# birds lost in the mail



## bigmalley (Dec 6, 2011)

I had birds shipped to me over 50Hrs ago and no one in the postal service can tell me where they are they were gauranteed dellivery for noon yesterday and not only are they not here but they cant be located ( by me or the usps).. there should be a shipping service strictly for live shipping!


----------



## Crazy Pete (Nov 13, 2008)

Thats nothin, bbcdon shiped me a bird on a Monday and on the folowing Thursday the called and said it was returned to him and on Friday I got another call that it was here. And they wonder why they are giong broke. The bird was in great shape when it finily arrived.
Dave


----------



## FT33 (Jan 27, 2005)

I had the same exact thing happen to me. They could not locate the birds anywhere.... I had to make several phone calls to finally find out what happened to the birds. They eventually made it three days later. Have to tried calling the post office from where they were shipped and the post office where they were supposed to arrive at? I imagine its the same everywhere but when shipping birds from where I live there is a special phone number the postal service has here that I call and they handle everything that has to do with bird shipping. Try giving them a call. I am trying to remember the reason why my birds didn't make it on time..... from what I remember the USPS uses other shipping companies sometimes to ship the birds like DHL, Fedex etc... at least that's what I was told by them. So when my birds where shipped I dropped them off at the post office and they transferred them to one of those other shipping services... well it ended up that the plane they were supposed to go on something happened I don't remember what so the reason they couldn't locate them was because they were in between shipping services and since they never made it on the plane they were never scanned as leaving the USPS or being accepted by the other shipping service and that is why it took forever for someone to finally locate them. One thing that is for though who ever shipped the birds will get their money back since the birds didn't arrive at the guaranteed time.


----------



## bigmalley (Dec 6, 2011)

yea they told me that they scanned out and were put on a fed ex plane but nothing after that.


----------



## Birdman79 (Aug 9, 2007)

My last 2 shipments,i received the birds 48 hrs later.They charge express,but don't deliver as stated.They know that they're the only ones that ship birds,so they're ripping us off when they don't deliver on time but still charge for it.Last time i spoke to a supervisor on their 800 number(the post office refused to refund the money),she told me to find a different shipper,her knowing well that they're the only ones that ship.


----------



## bbcdon (Oct 16, 2007)

bigmalley said:


> I had birds shipped to me over 50Hrs ago and no one in the postal service can tell me where they are they were gauranteed dellivery for noon yesterday and not only are they not here but they cant be located ( by me or the usps).. there should be a shipping service strictly for live shipping!
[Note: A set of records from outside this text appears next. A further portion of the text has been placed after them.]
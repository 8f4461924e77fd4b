pub mod config;
pub mod error;
pub mod host;
mod interceptor;
pub mod logger;
pub mod manager;
pub mod models;
pub mod search;

// Common entry points / 常用类型
pub use config::FullTextConfig;
pub use error::{FtsError, Result, StoreError};
pub use host::{
    ArrivalEvent, ArrivalHandler, DeleteMsgBatchRequest, DeleteMsgRequest, Done, HostClient,
    HostError, LocalMsgsQuery, SaveMsgsRequest, SendCustomMsgRequest, SendTextRequest,
};
pub use logger::{DiagLog, LogSink};
pub use manager::{FullTextSearch, Identity, Registry};
pub use models::{Direction, Logic, Message, QueryParams, TokenEntry};
pub use search::{IndexHit, IndexStats, IndexStore, MemoryIndexStore, SqliteIndexStore, Tokenizer};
Contact the regional office with which you made the arrangements for a reservation, and see if they can help you. The people I work with are great, and they had sort centers from the midwest telling where the bird was, and when he was leaving their facility.


----------



## ERIC K (Mar 29, 2010)

I shipped a bird and the Guaranteed Delivery was the 18th. the bird got to the address today and I went in the PO and got my shipping money refunded to me no questions asked.


----------



## red check 200 (Jul 3, 2011)

*Shipping Birds Through The Mail*

00000000000000000000000000000000000000000000


----------



## red check 200 (Jul 3, 2011)

*Shipping Birds Through The Mail*

You All Should Stop Complaining And Just Be Glad That The Post Office Is Willing To Ship Live Birds. If You Keep Beating On Them They Will Discontinue The Service All Together. Then We Will All Be Out Of Luck .. Just Remember This Is Life And Sh#t Happens . So Leave Well Enough Alone !!! Don't Be A Cry Baby!!!


----------



## Rafael/PR (Sep 8, 2008)

HEY red check what your problem? people are putting their hard earn money at the post office to make a Delivery on some birds and they dont Deliver , worse yet the birds get lost and die with no food and water and dont forget the weather in some places. what the [email protected]@#, do you work for these people ? they have a right to complain, do you like to turn around and bent over and except what they give you? yes sh#t happen but you dont have to except the crap they give you, you paying these people for something they promise to Deliver, believe me if the post office decided not to Deliver animals anymore some other company will take over ,you know why ? because people will pay for it and other delivery service will love to make more money on the side , and they are not cry babies they are piss off customers!!!!


----------



## red check 200 (Jul 3, 2011)

Your Tone Is Totally Uncalled For . So Just Leave Well Enough Alone I Have Nothing More To Say.i Really Didn't Need The Vulgar Language .but I Guess It Made You Feel Better !!!such A Small Delight !!!!


----------



## bbcdon (Oct 16, 2007)

red check 200 said:


> Your Tone Is Totally Uncalled For . So Just Leave Well Enough Alone I Have Nothing More To Say.i Really Didn't Need The Vulgar Language .but I Guess It Made You Feel Better !!!such A Small Delight !!!!


So I guess that if you are paying for a service and it falls short of the guarantee, you are a crybaby eh? Let me guess, do you work for the PO?


----------



## re lee (Jan 4, 2003)

bigmalley said:


> I had birds shipped to me over 50Hrs ago and no one in the postal service can tell me where they are they were gauranteed dellivery for noon yesterday and not only are they not here but they cant be located ( by me or the usps).. there should be a shipping service strictly for live shipping!


DID you get a tracking number from the person that shipped the birds. If so you can check on line. If not call them Sometimes a person says they shipped and did not ship until a few days later had that happen befor. But allways got a tracking number that was the only way to go.


----------



## Rafael/PR (Sep 8, 2008)

Sorry people of the way i reacted but this guy i couldn't believe what came out of his mind , and what he posted , calling people cry babies when they have the right to be upset and complain about it , if we didn't complain when you pay for something and did not get what we pay for , next time they will do it again and again


----------



## SouthTown Racers (Jan 14, 2009)

re lee said:


> DID you get a tracking number from the person that shipped the birds. If so you can check on line. If not call them Sometimes a person says they shipped and did not ship until a few days later had that happen befor. But allways got a tracking number that was the only way to go.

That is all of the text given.